The government in Beijing is getting ready for a long battle, and that reflects the nature of this trade war.
It’s not merely a tit-for-tat tariff exchange, but something more fundamental.

Image: ‘Promises made, promises kept’: Mr Trump has vowed to clamp down on ‘unfair’ trade deals
President Donald Trump complains that the US trade deficit with China is too large; that the Chinese government gives unfair support to its home-grown companies; that China steals intellectual property from the US by various means.
He’s right on the last two counts, at least.
But the suspicion on the Chinese side is that tariffs are meant to slow its growth.
According to the propaganda instructions: “The trade conflict is really a war against China’s rise, to see who has the greater stamina.

“This is absolutely no time for irresolution or reticence.”
Back in 2015, Chinese President Xi Jinping announced an ambitious plan for Chinese companies to dominate the hi-tech industries of the future – including biotechnology, robotics and new-energy vehicles – called “Made in China 2025”.
Those are precisely the sectors that these US tariffs are targeting.
This is less a trade war, perhaps, than a technology one.

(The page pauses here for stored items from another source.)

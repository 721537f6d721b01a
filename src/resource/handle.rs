use std::hash::{Hash, Hasher};
use std::marker::PhantomData;
use std::rc::Rc;

/// Names a resource of type `T` held by a [`ResourceCache`](super::ResourceCache).
///
/// A handle owns nothing and may outlive the resource it names, resolving it through the cache
/// then simply yields `None`. Identity is the logical name: two handles are equal iff their names
/// are, and a handle with an empty name is null.
///
/// Handles are `Clone` but not `Copy`: cloning bumps the reference count of the shared name and
/// never allocates.
pub struct Handle<T> {
    key: Option<Rc<str>>,
    // Slot index in the cache that handed out this handle. Only a lookup hint, never identity.
    slot: Option<usize>,
    _ty: PhantomData<fn() -> T>,
}

impl<T> Handle<T> {
    pub fn new(name: &str) -> Self {
        if name.is_empty() {
            return Self::null();
        }

        Self {
            key: Some(Rc::from(name)),
            slot: None,
            _ty: PhantomData,
        }
    }

    pub fn null() -> Self {
        Self {
            key: None,
            slot: None,
            _ty: PhantomData,
        }
    }

    pub(crate) fn with_slot(key: Rc<str>, slot: usize) -> Self {
        debug_assert!(!key.is_empty());
        Self {
            key: Some(key),
            slot: Some(slot),
            _ty: PhantomData,
        }
    }

    pub fn is_null(&self) -> bool {
        self.key.is_none()
    }

    /// The logical name, empty for a null handle.
    pub fn name(&self) -> &str {
        self.key.as_deref().unwrap_or("")
    }

    pub(crate) fn key(&self) -> Option<&Rc<str>> {
        self.key.as_ref()
    }

    pub(crate) fn slot(&self) -> Option<usize> {
        self.slot
    }
}

impl<T> Default for Handle<T> {
    fn default() -> Self {
        Self::null()
    }
}

// Manual impls: deriving would put bounds on T.
impl<T> Clone for Handle<T> {
    fn clone(&self) -> Self {
        Self {
            key: self.key.clone(),
            slot: self.slot,
            _ty: PhantomData,
        }
    }
}

impl<T> PartialEq for Handle<T> {
    fn eq(&self, other: &Self) -> bool {
        self.name() == other.name()
    }
}

impl<T> Eq for Handle<T> {}

impl<T> Hash for Handle<T> {
    fn hash<H: Hasher>(&self, state: &mut H) {
        self.name().hash(state);
    }
}

impl<T> std::fmt::Debug for Handle<T> {
    fn fmt(&self, f: &mut std::fmt::Formatter<'_>) -> std::fmt::Result {
        match &self.key {
            Some(key) => write!(f, "Handle<{}>({:?})", std::any::type_name::<T>(), key),
            None => write!(f, "Handle<{}>(null)", std::any::type_name::<T>()),
        }
    }
}

impl<T> std::fmt::Display for Handle<T> {
    fn fmt(&self, f: &mut std::fmt::Formatter<'_>) -> std::fmt::Result {
        f.write_str(self.name())
    }
}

Image: China’s Communist Party needs to keep delivering economic growth to safeguard its rule
In the meantime, Beijing has stopped referring to “Made in China 2025” publicly and told media outlets to do the same.
But China is certainly committed to the strategy: it needs it, to make the shift from a low-wage industrialised economy to a high-wage, hi-tech one.
Many other nations have industrialised but then stagnated: low wages enable cheap manufacturing, and so cheap exports.
But then wages rise, making exports more expensive, and the country gets stuck in what’s known as the “middle income trap”.

Image: Hours before the tariffs came into effect, Mr Trump held a rally for supporters
The Chinese Communist Party (CCP) owes much of its legitimacy to the economic growth it has delivered to China over the last 40 years.
It needs to keep delivering to safeguard its rule.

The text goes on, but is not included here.